Bij uitspraak van 30 december 2010 in zaak nr. 10/109 heeft de rechtbank het door [belanghebbende] tegen het besluit van 24 november 2009 ingestelde beroep gegrond verklaard, dat besluit vernietigd en het college opgedragen opnieuw op het bezwaar te beslissen. Hieraan heeft het college bij besluit van 7 juli 2011 gevolg gegeven en vervolgens, nadat de SAOZ op 2 augustus 2011 advies had uitgebracht, aan [belanghebbende] bij besluit van 27 september 2011 een planschadevergoeding van € 50.000,00, vermeerderd met wettelijke rente vanaf 18 juni 2008 tot de dag van uitbetaling, toegekend.
3. [appellant] betoogt dat de rechtbank ten onrechte heeft overwogen dat de door de raad van de gemeente Aalsmeer op 15 maart 2001 vastgestelde Aalsmeerse Gebiedsvisie (hierna: de gebiedsvisie) geen concreet beleidsvoornemen bevat op grond waarvan [belanghebbende] de bouw van het woonhuis van [appellant] op het naastgelegen perceel had kunnen voorzien. Volgens [appellant] blijkt uit de gebiedsvisie dat de raad de bouw van woningen langs de linten als karakteristiek voor de gemeente Aalsmeer ziet en behoud en versterking van de bestaande lintenstructuur nastreeft. Dat de Herenweg niet in de gebiedsvisie is vermeld, betekent niet dat [belanghebbende] de bouw van het woonhuis op het naastgelegen perceel niet had kunnen voorzien. In dit verband wijst [appellant] erop dat er geen limitatieve opsomming is gegeven van de straten waarop het gemeentelijk beleid betrekking heeft en voorts dat bij de gebiedsvisie een kaart is gevoegd waarop de Herenweg als lintbebouwing staat aangegeven.

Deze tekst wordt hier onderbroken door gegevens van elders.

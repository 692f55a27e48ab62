//! Pipeline state and the structured outputs the model is asked for.
//!
//! Each stage writes its own field once; `history_info` is the only write-many field
//! and is merged by concatenation, so its order reflects task completion order and
//! must not be relied on.

use serde::{Deserialize, Serialize};
use serde_json::json;

use crate::channels::{boxed_updater, BoxedStateUpdater, FieldBasedUpdater};
use crate::fetch::Document;
use crate::llm::{OutputSchema, StructuredOutput};

/// Search queries generated for the original document.
#[derive(Clone, Debug, Default, PartialEq, Serialize, Deserialize)]
#[serde(deny_unknown_fields)]
pub struct SearchQueries {
    pub queries: Vec<String>,
}

impl SearchQueries {
    /// Keeps at most `n` queries.
    pub fn truncated(mut self, n: usize) -> Self {
        self.queries.truncate(n);
        self
    }
}

impl StructuredOutput for SearchQueries {
    fn output_schema() -> OutputSchema {
        OutputSchema::new(
            "search_queries",
            json!({
                "type": "object",
                "properties": {
                    "queries": {
                        "type": "array",
                        "items": { "type": "string" },
                        "description": "Search engine queries"
                    }
                },
                "required": ["queries"],
                "additionalProperties": false
            }),
        )
        .with_description("Search queries about the events preceding a document")
    }
}

/// One related article, as summarized by the model. Times are free-form text.
#[derive(Clone, Debug, Default, PartialEq, Serialize, Deserialize)]
#[serde(deny_unknown_fields)]
pub struct HistoryItem {
    pub event_time: String,
    pub publish_time: String,
    pub title: String,
    pub summary: String,
    pub source_url: String,
}

impl StructuredOutput for HistoryItem {
    fn output_schema() -> OutputSchema {
        OutputSchema::new(
            "history_item",
            json!({
                "type": "object",
                "properties": {
                    "event_time": {
                        "type": "string",
                        "description": "When the main event happened (not the publication time)"
                    },
                    "publish_time": {
                        "type": "string",
                        "description": "When the article was published"
                    },
                    "title": { "type": "string", "description": "Title of the article" },
                    "summary": { "type": "string", "description": "Concise summary of the article" },
                    "source_url": { "type": "string", "description": "URL of the article" }
                },
                "required": ["event_time", "publish_time", "title", "summary", "source_url"],
                "additionalProperties": false
            }),
        )
        .with_description("Event time, publication time and summary of one article")
    }
}

/// Record threaded through every stage of a run.
#[derive(Clone, Debug, Default, PartialEq, Serialize, Deserialize)]
pub struct PipelineState {
    pub url: String,
    #[serde(default, skip_serializing_if = "Option::is_none")]
    pub original_doc: Option<Document>,
    #[serde(default, skip_serializing_if = "Option::is_none")]
    pub history_queries: Option<SearchQueries>,
    #[serde(default, skip_serializing_if = "Option::is_none")]
    pub history_urls: Option<Vec<String>>,
    #[serde(default)]
    pub history_info: Vec<HistoryItem>,
    #[serde(default, skip_serializing_if = "Option::is_none")]
    pub history_summary: Option<String>,
}

impl PipelineState {
    /// Initial state for a run.
    pub fn seed(url: impl Into<String>) -> Self {
        Self {
            url: url.into(),
            ..Self::default()
        }
    }

    /// Discovered URLs, empty before discovery ran.
    pub fn urls(&self) -> &[String] {
        self.history_urls.as_deref().unwrap_or(&[])
    }

    /// Merges a stage's partial output: `Some` fields and a non-empty `url` replace,
    /// `history_info` is appended.
    pub fn merge(&mut self, update: &PipelineState) {
        if !update.url.is_empty() {
            self.url = update.url.clone();
        }
        if update.original_doc.is_some() {
            self.original_doc = update.original_doc.clone();
        }
        if update.history_queries.is_some() {
            self.history_queries = update.history_queries.clone();
        }
        if update.history_urls.is_some() {
            self.history_urls = update.history_urls.clone();
        }
        self.history_info.extend(update.history_info.iter().cloned());
        if update.history_summary.is_some() {
            self.history_summary = update.history_summary.clone();
        }
    }
}

/// Graph updater for [`PipelineState`]: see [`PipelineState::merge`].
pub fn pipeline_updater() -> BoxedStateUpdater<PipelineState> {
    boxed_updater(FieldBasedUpdater::new(
        |current: &mut PipelineState, update: &PipelineState| current.merge(update),
    ))
}

#[cfg(test)]
mod tests {
    use super::*;

    fn item(url: &str) -> HistoryItem {
        HistoryItem {
            event_time: "2023".into(),
            publish_time: "2024-01-02".into(),
            title: "t".into(),
            summary: "s".into(),
            source_url: url.into(),
        }
    }

    /// **Scenario**: Partial updates keep untouched fields; history_info concatenates.
    #[test]
    fn merge_keeps_unset_fields_and_appends_history() {
        let mut state = PipelineState::seed("https://example.com/article");
        state.history_urls = Some(vec!["https://a".into()]);

        state.merge(&PipelineState {
            history_info: vec![item("https://a")],
            ..PipelineState::default()
        });
        state.merge(&PipelineState {
            history_info: vec![item("https://b")],
            ..PipelineState::default()
        });

        assert_eq!(state.url, "https://example.com/article");
        assert_eq!(state.urls(), &["https://a".to_string()]);
        assert_eq!(state.history_info.len(), 2);
    }

    #[test]
    fn merge_through_updater_sets_summary() {
        let updater = pipeline_updater();
        let mut state = PipelineState::seed("u");
        updater.apply_update(
            &mut state,
            &PipelineState {
                history_summary: Some("done".into()),
                ..PipelineState::default()
            },
        );
        assert_eq!(state.history_summary.as_deref(), Some("done"));
        assert_eq!(state.url, "u");
    }

    #[test]
    fn search_queries_truncated() {
        let q = SearchQueries {
            queries: (0..8).map(|i| format!("q{}", i)).collect(),
        };
        assert_eq!(q.clone().truncated(5).queries.len(), 5);
        assert_eq!(q.truncated(20).queries.len(), 8);
    }

    /// **Scenario**: History items reject missing and unknown fields.
    #[test]
    fn history_item_deserialization_is_strict() {
        let ok = json!({
            "event_time": "2023", "publish_time": "2024", "title": "t",
            "summary": "s", "source_url": "https://a"
        });
        assert!(serde_json::from_value::<HistoryItem>(ok.clone()).is_ok());

        let mut missing = ok.clone();
        missing.as_object_mut().unwrap().remove("publish_time");
        assert!(serde_json::from_value::<HistoryItem>(missing).is_err());

        let mut extra = ok;
        extra.as_object_mut().unwrap().insert("author".into(), json!("x"));
        assert!(serde_json::from_value::<HistoryItem>(extra).is_err());
    }

    /// **Scenario**: Strict schemas list every property as required and forbid extras.
    #[test]
    fn schemas_are_strict_compatible() {
        for schema in [SearchQueries::output_schema(), HistoryItem::output_schema()] {
            assert!(schema.strict);
            let props = schema.schema["properties"].as_object().unwrap();
            let required: Vec<&str> = schema.schema["required"]
                .as_array()
                .unwrap()
                .iter()
                .filter_map(|v| v.as_str())
                .collect();
            assert_eq!(props.len(), required.len(), "{}", schema.name);
            assert!(props.keys().all(|k| required.contains(&k.as_str())));
            assert_eq!(schema.schema["additionalProperties"], json!(false));
        }
    }

    #[test]
    fn state_json_omits_unset_fields() {
        let js = serde_json::to_value(PipelineState::seed("u")).unwrap();
        assert_eq!(js, json!({ "url": "u", "history_info": [] }));
    }
}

3.1. Indien ten tijde van de aankoop van een onroerende zaak voor een redelijk denkend en handelend koper aanleiding bestond om rekening te houden met de kans dat de planologische situatie ter plaatse in ongunstige zin zou veranderen, is de planschade voorzienbaar en dient deze voor rekening van de koper te worden gelaten, omdat hij in dat geval geacht wordt de mogelijkheid van verwezenlijking van de negatieve ontwikkeling te hebben betrokken bij het overeenkomen van de koopprijs. Om voorzienbaarheid te kunnen aannemen, is voldoende dat er een concreet beleidsvoornemen is dat openbaar is gemaakt. Niet is vereist dat zodanig beleidsvoornemen een formele status heeft.

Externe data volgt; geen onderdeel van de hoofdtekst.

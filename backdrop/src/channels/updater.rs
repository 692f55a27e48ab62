//! State updater: merge semantics for node outputs.
//!
//! After every node (and every fan-out task) the compiled graph calls
//! [`StateUpdater::apply_update`] with the accumulated state and the node's output.
//! Two strategies are provided:
//!
//! - [`ReplaceUpdater`]: the output is the new state (default).
//! - [`FieldBasedUpdater`]: a closure decides per field, so nodes can return only
//!   what they wrote and list fields can be concatenated.
//!
//! Fan-out task outputs are folded in completion order, so any list merge an updater
//! performs must be associative and its consumers must not depend on item order.

use std::fmt::Debug;
use std::sync::Arc;

/// Merge strategy applied after each node run.
pub trait StateUpdater<S>: Send + Sync + Debug
where
    S: Clone + Send + Sync + Debug + 'static,
{
    /// Merges `update` (a node's output) into `current`.
    fn apply_update(&self, current: &mut S, update: &S);
}

/// Replaces the whole state with the node's output.
#[derive(Debug, Clone, Default)]
pub struct ReplaceUpdater;

impl<S> StateUpdater<S> for ReplaceUpdater
where
    S: Clone + Send + Sync + Debug + 'static,
{
    fn apply_update(&self, current: &mut S, update: &S) {
        *current = update.clone();
    }
}

/// Merges with a user-supplied closure `(current, update)`.
///
/// ```rust,no_run
/// use backdrop::channels::FieldBasedUpdater;
///
/// #[derive(Clone, Debug)]
/// struct State { found: Vec<String>, title: Option<String> }
///
/// let updater = FieldBasedUpdater::new(|current: &mut State, update: &State| {
///     current.found.extend(update.found.iter().cloned());
///     if update.title.is_some() {
///         current.title = update.title.clone();
///     }
/// });
/// ```
pub struct FieldBasedUpdater<S, F>
where
    S: Clone + Send + Sync + Debug + 'static,
    F: Fn(&mut S, &S) + Send + Sync + 'static,
{
    updater_fn: F,
    _marker: std::marker::PhantomData<S>,
}

impl<S, F> Debug for FieldBasedUpdater<S, F>
where
    S: Clone + Send + Sync + Debug + 'static,
    F: Fn(&mut S, &S) + Send + Sync + 'static,
{
    fn fmt(&self, f: &mut std::fmt::Formatter<'_>) -> std::fmt::Result {
        f.debug_struct("FieldBasedUpdater")
            .field("updater_fn", &"<function>")
            .finish()
    }
}

impl<S, F> FieldBasedUpdater<S, F>
where
    S: Clone + Send + Sync + Debug + 'static,
    F: Fn(&mut S, &S) + Send + Sync + 'static,
{
    pub fn new(updater_fn: F) -> Self {
        Self {
            updater_fn,
            _marker: std::marker::PhantomData,
        }
    }
}

impl<S, F> StateUpdater<S> for FieldBasedUpdater<S, F>
where
    S: Clone + Send + Sync + Debug + 'static,
    F: Fn(&mut S, &S) + Send + Sync + 'static,
{
    fn apply_update(&self, current: &mut S, update: &S) {
        (self.updater_fn)(current, update);
    }
}

/// Shared, type-erased updater as stored by the graph.
pub type BoxedStateUpdater<S> = Arc<dyn StateUpdater<S>>;

/// Wraps an updater for `StateGraph::with_state_updater`.
pub fn boxed_updater<S, U>(updater: U) -> BoxedStateUpdater<S>
where
    S: Clone + Send + Sync + Debug + 'static,
    U: StateUpdater<S> + 'static,
{
    Arc::new(updater)
}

3.2. In paragraaf 1 van de gebiedsvisie is uiteengezet dat deze bestaat uit een tekstuele toelichting, kaartbeelden van de bestaande situatie en de autonome ontwikkelingen en een grote kaart van de ontwikkelingen tot 2010, met een doorkijk naar 2020. De gebiedsvisie is richtinggevend voor het toekomstig ruimtelijk beleid en zal als toetsingskader voor plannen en gewenste ontwikkelingen worden gebruikt. In paragraaf 2.3 is toegelicht dat de woonbebouwing langs de linten karakteristiek is voor de gemeente Aalsmeer. Met name langs de Oosteinderweg, de Aalsmeerderweg, de Uiterweg en de Hornweg is deze bebouwing te vinden. Gestreefd wordt naar behoud en verbetering van de bestaande lintenstructuur, met name door op maat gesneden bestemmingsregelingen en een consequent handhavingsbeleid. Bedrijvigheid in de linten wordt geweerd en verdere verdichting wordt tegengegaan. Op deze wijze wordt voorkomen dat de ruimtelijke kwaliteit en de afwisseling tussen bebouwde en onbebouwde delen van de linten verloren gaat. Met het realiseren van open, groene doorkijkjes vanaf de weg wordt bovendien recht gedaan aan de groene ambitie voor de langere termijn. Op de bij de gebiedsvisie gevoegde kaart "Toekomstbeeld 2010" zijn deze ontwikkelingen weergeven.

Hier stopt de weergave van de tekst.